Across all the entries, how many lines hold "String"? Answer with that number and nothing else.

--- ENTRIES SHOWN ---

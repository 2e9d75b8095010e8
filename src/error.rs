//! Error types for the frame pipeline

use thiserror::Error;

/// Convenience alias for results using the pipeline error type.
pub type Result<T> = std::result::Result<T, PipelineError>;

#[derive(Error, Debug)]
pub enum PipelineError {
    /// Construction-time misconfiguration. Never retried internally.
    #[error("Invalid configuration: {0}")]
    InvalidConfiguration(String),

    /// The buffer or pipeline shut down while the operation was pending.
    #[error("Pipeline is closed")]
    Closed,

    #[error("Invalid state: {0}")]
    InvalidState(&'static str),

    #[error("Transform failed for frame {sequence}: {source}")]
    TransformFailure {
        sequence: u64,
        #[source]
        source: TransformError,
    },

    /// Frame displaced from the buffer before any worker picked it up.
    #[error("Frame {sequence} was evicted before processing")]
    Evicted { sequence: u64 },

    #[error("Shutdown deadline elapsed with {abandoned} worker(s) still running")]
    ShutdownTimedOut { joined: usize, abandoned: usize },

    #[error("Configuration error: {0}")]
    Config(#[from] config::ConfigError),

    #[error("Failed to spawn thread: {0}")]
    Spawn(#[from] std::io::Error),
}

/// Per-frame processing failure reported by a transform.
#[derive(Error, Debug, Clone, PartialEq, Eq)]
pub enum TransformError {
    #[error("{0}")]
    Failed(String),

    #[error("transform panicked: {0}")]
    Panicked(String),
}

impl TransformError {
    pub fn failed(reason: impl Into<String>) -> Self {
        Self::Failed(reason.into())
    }
}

---

RESULT OF THIS EXERCISE:
4